Significance. If the synthetic violations are representative, this work provides a scalable, low-cost method to train and benchmark compliance-aware judges for enterprise LLM agents, directly addressing the annotation bottleneck. The automated pipeline's ability to yield exact labels for both violation type and location is a clear strength that could support reproducible research on generative reward models. The result that fine-tuning on these data beats much larger general-purpose LLMs suggests targeted synthetic data can be more effective than scale alone for this capability.

major comments (2)

[§4] §4 (Experiments) and the cross-domain results: the headline claim that the fine-tuned small judge 'generalizes well to unseen business domains' is supported solely by held-out synthetic test sets produced by the same injection pipeline. No comparison to real logged enterprise violations, no expert realism ratings, and no ablation on human-authored breaches are reported; this leaves open the possibility that both the benchmark difficulty and the apparent robustness are artifacts of detectable patterns in the generated perturbations rather than genuine detection capability.
[§3.2] §3.2 (Adversarial search) and evaluation setup: the paper does not report the number of test dialogues, the precise metrics (e.g., turn-level F1 for localization, precision/recall for violation type), or statistical significance tests for the outperformance over SOTA LLMs. Given that LLM judge outputs are stochastic, these omissions make it difficult to assess whether the reported gains are robust or sensitive to evaluation choices.

minor comments (2)

[Abstract] The abstract would be strengthened by including at least one quantitative result (e.g., accuracy or F1 gap between the fine-tuned model and the best LLM) to convey the magnitude of the improvement.
[§3.1] Section 3.1 could benefit from a short example dialogue showing an injected flaw before and after the adversarial search to illustrate how the perturbations remain natural.

Simulated Author's Rebuttal

2 responses · 1 unresolved

We thank the referee for the constructive feedback and recommendation for major revision. We address each major comment below with point-by-point responses, indicating where revisions will be made to strengthen the manuscript while remaining honest about its current scope.

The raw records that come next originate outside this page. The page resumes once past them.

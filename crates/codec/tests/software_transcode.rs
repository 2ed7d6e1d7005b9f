//! Demux, decode, re-encode and mux a synthetic clip through the public
//! backend contract.

use std::time::Duration;

use glcv_codec::software::{SoftwareBackend, SyntheticSource};
use glcv_codec::{
    find_track, BufferFlags, CodecBackend, FrameSlot, MediaFormat, OutputStatus, TrackKind,
    MIME_VIDEO_AVC,
};

const TIMEOUT: Duration = Duration::from_millis(5);

#[test]
fn test_transcode_synthetic_clip() {
    let backend = SoftwareBackend::new();
    let source = std::env::temp_dir().join("glcv-transcode-source.mp4");
    let output = std::env::temp_dir().join(format!("glcv-transcode-{}.json", std::process::id()));
    backend.register_source(&source, SyntheticSource::video(8, 8, 10, 1000));

    let mut extractor = backend.create_extractor(&source).unwrap();
    let (track, format) = find_track(extractor.as_ref(), TrackKind::Video)
        .unwrap()
        .unwrap();
    extractor.select_track(track).unwrap();
    extractor.seek_to(200_000).unwrap();

    let slot = FrameSlot::new();
    let mut decoder = backend.create_decoder(&format, Some(slot.clone())).unwrap();
    decoder.start().unwrap();

    let mut encoder = backend
        .create_encoder(&MediaFormat::video(MIME_VIDEO_AVC, 8, 8).with_frame_rate(10))
        .unwrap();
    let mut surface = encoder.create_input_surface().unwrap();
    encoder.start().unwrap();

    let mut muxer = backend.create_muxer(&output).unwrap();
    let mut mux_track = None;
    let mut decoded_pts = Vec::new();
    let mut input_done = false;
    let mut decoder_done = false;

    while !decoder_done {
        if !input_done {
            if let Some(index) = decoder.dequeue_input_buffer(TIMEOUT).unwrap() {
                match extractor.read_sample().unwrap() {
                    Some(sample) => {
                        let size = sample.data.len();
                        decoder.input_buffer(index).unwrap().extend_from_slice(&sample.data);
                        decoder
                            .queue_input_buffer(index, size, sample.presentation_time_us, sample.flags)
                            .unwrap();
                    }
                    None => {
                        decoder
                            .queue_input_buffer(index, 0, 0, BufferFlags::END_OF_STREAM)
                            .unwrap();
                        input_done = true;
                    }
                }
            }
        }

        match decoder.dequeue_output_buffer(TIMEOUT).unwrap() {
            OutputStatus::Buffer { index, info } => {
                decoder.release_output_buffer(index, info.size != 0).unwrap();
                decoder_done = info.flags.is_end_of_stream();
                if info.size != 0 {
                    let pts_us = slot.with_frame(|f| f.pts_us).unwrap();
                    decoded_pts.push(pts_us);
                    let rgba = slot.with_frame(|f| f.data.clone()).unwrap();
                    surface.swap_buffers(&rgba, pts_us * 1_000).unwrap();
                }
            }
            OutputStatus::FormatChanged(raw) => assert_eq!(raw.width, Some(8)),
            OutputStatus::TryAgainLater => {}
        }
    }
    encoder.signal_end_of_input_stream().unwrap();

    loop {
        match encoder.dequeue_output_buffer(TIMEOUT).unwrap() {
            OutputStatus::FormatChanged(format) => {
                mux_track = Some(muxer.add_track(&format).unwrap());
                muxer.start().unwrap();
            }
            OutputStatus::Buffer { index, info } => {
                if !info.flags.is_codec_config() && info.size != 0 {
                    let data = encoder.output_buffer(index).unwrap().to_vec();
                    muxer
                        .write_sample_data(mux_track.unwrap(), &data, &info)
                        .unwrap();
                }
                encoder.release_output_buffer(index, false).unwrap();
                if info.flags.is_end_of_stream() {
                    break;
                }
            }
            OutputStatus::TryAgainLater => panic!("encoder stalled after end of stream"),
        }
    }
    muxer.stop().unwrap();
    muxer.release();
    decoder.stop().unwrap();
    encoder.stop().unwrap();
    surface.release();
    extractor.release();

    assert_eq!(decoded_pts.first(), Some(&200_000));
    assert_eq!(decoded_pts.len(), 8);
    assert_eq!(slot.frames_posted(), 8);

    let record = backend.muxer_log(&output).unwrap().snapshot();
    let video = record.video_track().unwrap();
    assert_eq!(video.sample_count(), 8);
    assert!(video.samples[0].flags.is_key_frame());
    assert_eq!(video.last_presentation_time_us(), Some(900_000));
    assert!(std::fs::read_to_string(&output).unwrap().contains("video/avc"));
    let _ = std::fs::remove_file(&output);
}
//! glcv Baker
//!
//! Turns a frozen timeline [`Template`](glcv_timeline::Template) into an
//! MP4 file, frame by frame, on a dedicated thread:
//! - **Decode:** passive decoders advance one frame per presentation tick
//! - **Compose:** visible units are drawn into the output surface by z-order
//! - **Encode:** video and audio encoder cores feed one shared muxer
//! - **Drive:** the [`Baker`] clock, progress reporting, and cancellation

pub mod baker;
pub mod compositor;
pub mod decode;
pub mod encode;
pub mod ipc;
pub mod mute;
pub mod probe;
pub mod progress;
pub mod request;

pub use baker::{BakeCanceller, BakeHandle, BakeReport, Baker, Cancellable};
pub use compositor::Compositor;
pub use decode::{DecoderPool, DecoderSettings, PassiveDecoder, SpeedController};
pub use encode::{
    AudioBufferHandle, AudioBufferProvider, AudioEncoderCore, AudioProcessor, Recorder,
    RecorderStats, VideoEncoderCore,
};
pub use ipc::{EventWriter, WorkerCommand, WorkerEvent};
pub use mute::MuteCalculator;
pub use progress::{
    BakeProgress, BroadcastPublisher, CallbackPublisher, EncodeTarget, NullPublisher,
    ProgressPublisher,
};
pub use request::{AudioSettings, BakeRequest, EncoderConfig};
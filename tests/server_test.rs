use anyhow::Result;
use axum::body::Body;
use axum::http::{Request, StatusCode};
use axum::Router;
use cevennes_connect::config::Config;
use cevennes_connect::domain::NewCandidate;
use cevennes_connect::server::{create_router, AppState, Collaborators};
use cevennes_connect::storage::{InMemoryStorage, Storage};
use cevennes_connect::testing::{RecordingSourceControl, ScriptedCompletion, StaticFetcher, StaticGeocoder};
use chrono::NaiveDate;
use serde_json::{json, Value};
use std::sync::Arc;
use tower::ServiceExt;

fn app_with(storage: Arc<InMemoryStorage>, source_control: RecordingSourceControl) -> Router {
    let fetcher = Arc::new(StaticFetcher::new());
    let parts = Collaborators {
        storage,
        scrape_fetcher: fetcher.clone(),
        page_fetcher: fetcher,
        completion: Arc::new(ScriptedCompletion::new()),
        geocoding: Arc::new(StaticGeocoder::new().with("Anduze", 44.05, 3.98)),
        source_control: Arc::new(source_control),
    };
    create_router(AppState::new(&Config::default(), parts))
}

fn app() -> Router {
    app_with(Arc::new(InMemoryStorage::new()), RecordingSourceControl::new())
}

async fn send(app: &Router, method: &str, uri: &str, body: Option<Value>) -> Result<(StatusCode, Value)> {
    let builder = Request::builder().method(method).uri(uri);
    let request = match body {
        Some(body) => builder
            .header("content-type", "application/json")
            .body(Body::from(body.to_string()))?,
        None => builder.body(Body::empty())?,
    };
    let response = app.clone().oneshot(request).await?;
    let status = response.status();
    let bytes = hyper::body::to_bytes(response.into_body()).await?;
    let json = if bytes.is_empty() {
        Value::Null
    } else {
        serde_json::from_slice(&bytes).unwrap_or(Value::Null)
    };
    Ok((status, json))
}

#[tokio::test]
async fn test_health() -> Result<()> {
    let (status, body) = send(&app(), "GET", "/health", None).await?;
    assert_eq!(status, StatusCode::OK);
    assert_eq!(body["status"], "healthy");
    Ok(())
}

#[tokio::test]
async fn test_event_crud_and_bulk_delete() -> Result<()> {
    let app = app();
    let (status, created) = send(
        &app,
        "POST",
        "/api/events",
        Some(json!({"title": "Fête de la musique", "date": "2025-06-21", "location": "Anduze", "address": "Anduze"})),
    )
    .await?;
    assert_eq!(status, StatusCode::CREATED);
    assert_eq!(created["event"]["lat"], 44.05);
    let id = created["event"]["id"].as_i64().expect("numeric id");

    let (status, fetched) = send(&app, "GET", &format!("/api/events/{id}"), None).await?;
    assert_eq!(status, StatusCode::OK);
    assert_eq!(fetched["title"], "Fête de la musique");

    let (status, body) = send(
        &app,
        "POST",
        "/api/bulk-delete",
        Some(json!({"type": "events", "ids": [id, 9999]})),
    )
    .await?;
    assert_eq!(status, StatusCode::OK);
    assert_eq!(body["deleted_count"], 1);

    let (status, body) = send(&app, "GET", &format!("/api/events/{id}"), None).await?;
    assert_eq!(status, StatusCode::NOT_FOUND);
    assert!(body["error"].as_str().is_some());
    Ok(())
}

#[tokio::test]
async fn test_invalid_body_is_a_bad_request() -> Result<()> {
    let (status, body) = send(&app(), "POST", "/api/events", Some(json!({"date": "2025-06-21"}))).await?;
    assert_eq!(status, StatusCode::BAD_REQUEST);
    assert!(body["error"].as_str().unwrap_or_default().contains("title"));
    Ok(())
}

#[tokio::test]
async fn test_geocode_requires_address() -> Result<()> {
    let app = app();
    let (status, _) = send(&app, "GET", "/api/geocode", None).await?;
    assert_eq!(status, StatusCode::BAD_REQUEST);

    let (status, body) = send(&app, "GET", "/api/geocode?address=Anduze", None).await?;
    assert_eq!(status, StatusCode::OK);
    assert_eq!(body["status"], "OK");
    Ok(())
}

#[tokio::test]
async fn test_validating_twice_conflicts() -> Result<()> {
    let storage = Arc::new(InMemoryStorage::new());
    let inserted = storage
        .insert_candidates(vec![NewCandidate {
            scraping_config_id: 1,
            title: "Vide-grenier".into(),
            date: NaiveDate::from_ymd_opt(2025, 5, 1),
            raw_date: "1er mai".into(),
            location: "Anduze".into(),
            description: String::new(),
            image: String::new(),
            source_url: "https://mairie.example/agenda".into(),
            lat: None,
            lng: None,
            is_duplicate: false,
            duplicate_of: None,
        }])
        .await?;
    let app = app_with(storage.clone(), RecordingSourceControl::new());
    let uri = format!("/api/scraped-events-pending/{}/validate", inserted[0].id);

    let (status, body) = send(&app, "POST", &uri, None).await?;
    assert_eq!(status, StatusCode::OK);
    assert_eq!(body["event"]["title"], "Vide-grenier");

    let (status, _) = send(&app, "POST", &uri, Some(json!({}))).await?;
    assert_eq!(status, StatusCode::CONFLICT);
    assert_eq!(storage.all_events().await?.len(), 1);

    let (_, pending) = send(&app, "GET", "/api/scraped-events-pending", None).await?;
    assert_eq!(pending["total"], 0);
    Ok(())
}

#[tokio::test]
async fn test_publish_conflict_maps_to_409() -> Result<()> {
    let app = app_with(Arc::new(InMemoryStorage::new()), RecordingSourceControl::new().conflicting());
    let (status, body) = send(&app, "POST", "/api/publish/events", None).await?;
    assert_eq!(status, StatusCode::CONFLICT);
    assert!(body["error"].as_str().is_some());

    let (status, _) = send(&app, "POST", "/api/publish/venues", None).await?;
    assert_eq!(status, StatusCode::BAD_REQUEST);
    Ok(())
}

#[tokio::test]
async fn test_unknown_scraping_config_is_not_found() -> Result<()> {
    let (status, _) = send(&app(), "POST", "/api/scraping-configs/42/run", None).await?;
    assert_eq!(status, StatusCode::NOT_FOUND);
    Ok(())
}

read point-by-point responses

Referee: [§4] §4 (Experiments) and the cross-domain results: the headline claim that the fine-tuned small judge 'generalizes well to unseen business domains' is supported solely by held-out synthetic test sets produced by the same injection pipeline. No comparison to real logged enterprise violations, no expert realism ratings, and no ablation on human-authored breaches are reported; this leaves open the possibility that both the benchmark difficulty and the apparent robustness are artifacts of detectable patterns in the generated perturbations rather than genuine detection capability.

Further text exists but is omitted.